• [Activity]:
Begin with the first line of the entries below. Copy each line exactly, stopping after the one that contains "two things: when".

=-=-=

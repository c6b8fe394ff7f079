#![cfg_attr(docsrs, feature(doc_cfg))]
//! # lifecheck
//!
//! Record, await and verify activity lifecycle callbacks.
//!
//! Lifecycle tests drive a UI system and then need to know two things: when
//! the actors under test have settled, and whether they got there through the
//! right sequence of callbacks. Callbacks arrive asynchronously on the
//! system's main thread while the test runs on its own thread. lifecheck
//! records every callback in arrival order, lets the test thread block until
//! an expected state is reached, and then diffs the recorded sequence against
//! an expected one.
//!
//! ## Quick Start
//!
//! ```rust
//! use lifecheck::*;
//! use lifecheck::CallbackKind::*;
//!
//! fn main() -> Result {
//!     let source = CallbackSource::new(&Config::default())?;
//!     let session = Session::attach(&source, Config::default())?;
//!
//!     // Play the system under test from another thread.
//!     let ui = Script::new()
//!         .emit_all("FirstActivity", &[PreCreate, Created, Started, Resumed])
//!         .spawn(source.poster());
//!
//!     session.wait_and_assert_states([("FirstActivity", Resumed)]);
//!     session
//!         .verifier()
//!         .assert_scenario("FirstActivity", &Scenario::LAUNCH, Tracking::Lifecycle);
//!
//!     ui.join().expect("script thread panicked")
//! }
//! ```
//!
//! ## Core Types
//!
//! | Type | Description |
//! |------|-------------|
//! | [`LifecycleLog`] | Thread-safe, append-only record of callbacks |
//! | [`Tracker`] | Blocks until a [`WaitPredicate`] holds, with a timeout |
//! | [`Verifier`] | Exact, ordered and template checks over a log snapshot |
//! | [`Scenario`] | Expected sequences for common lifecycle paths |
//! | [`Session`] | One log plus one tracker for the duration of a test |
//! | [`CallbackSource`] | Delivers posted callbacks on a dedicated thread |
//! | [`LifecycleListener`] | The one-method contract every receiver implements |
//!
//! ## Waiting
//!
//! Waits are condition-variable based: the tracker wakes on every recorded
//! callback and re-evaluates, so a satisfied wait returns promptly and an
//! unsatisfied one returns `false` exactly at its timeout.
//!
//! ```rust,ignore
//! let stopped = WaitPredicate::new().with("A", Stopped).with("B", Resumed);
//! assert!(session.tracker().wait_for(&stopped, Duration::from_secs(5)));
//! ```
//!
//! ## Failures
//!
//! Sequence failures name the first diverging position and print both full
//! sequences:
//!
//! ```text
//! Actor 'A' during relaunch: mismatch at position 0: observed configuration-changed, expected paused
//!   expected: [paused, stopped, destroyed, pre-create, created, started, resumed]
//!   observed: [configuration-changed]
//! ```
//!
//! ## Features
//!
//! - **`serde`** - `Serialize`/`Deserialize` for the data types and [`Config`]
//! - **`recorder`** - Built-in [`listeners::Recorder`] writing callbacks to JSON Lines files (enables `serde`)

mod actor_id;
mod callback_kind;
mod config;
mod error;
mod expectation;
mod listener;
mod log;
mod log_entry;
mod predicate;
mod session;
mod source;
mod stimulus;
mod tracker;
mod transition;
mod verifier;

pub mod listeners;

pub use actor_id::ActorId;
pub use callback_kind::{Axis, CallbackKind};
pub use config::Config;
pub use error::Error;
pub use expectation::Expectation;
pub use listener::LifecycleListener;
pub use log::{LifecycleLog, ObserverId, Records};
pub use log_entry::LogEntry;
pub use predicate::WaitPredicate;
pub use session::Session;
pub use source::{CallbackSource, ListenerHandle, ListenerId, Poster};
pub use stimulus::Script;
pub use tracker::Tracker;
pub use transition::{Transition, transition};
pub use verifier::{
    Divergence, OrderViolation, Scenario, SequenceMismatch, Subject, Tracking, Verifier,
};

/// Convenience alias for `Result<T, lifecheck::Error>`.
pub type Result<T = ()> = std::result::Result<T, Error>;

=-=-=

• [Result of the task]:
repository c6b8fe394ff7f079
#![cfg_attr(docsrs, feature(doc_cfg))]
//! # lifecheck
//!
//! Record, await and verify activity lifecycle callbacks.
//!
//! Lifecycle tests drive a UI system and then need to know two things: when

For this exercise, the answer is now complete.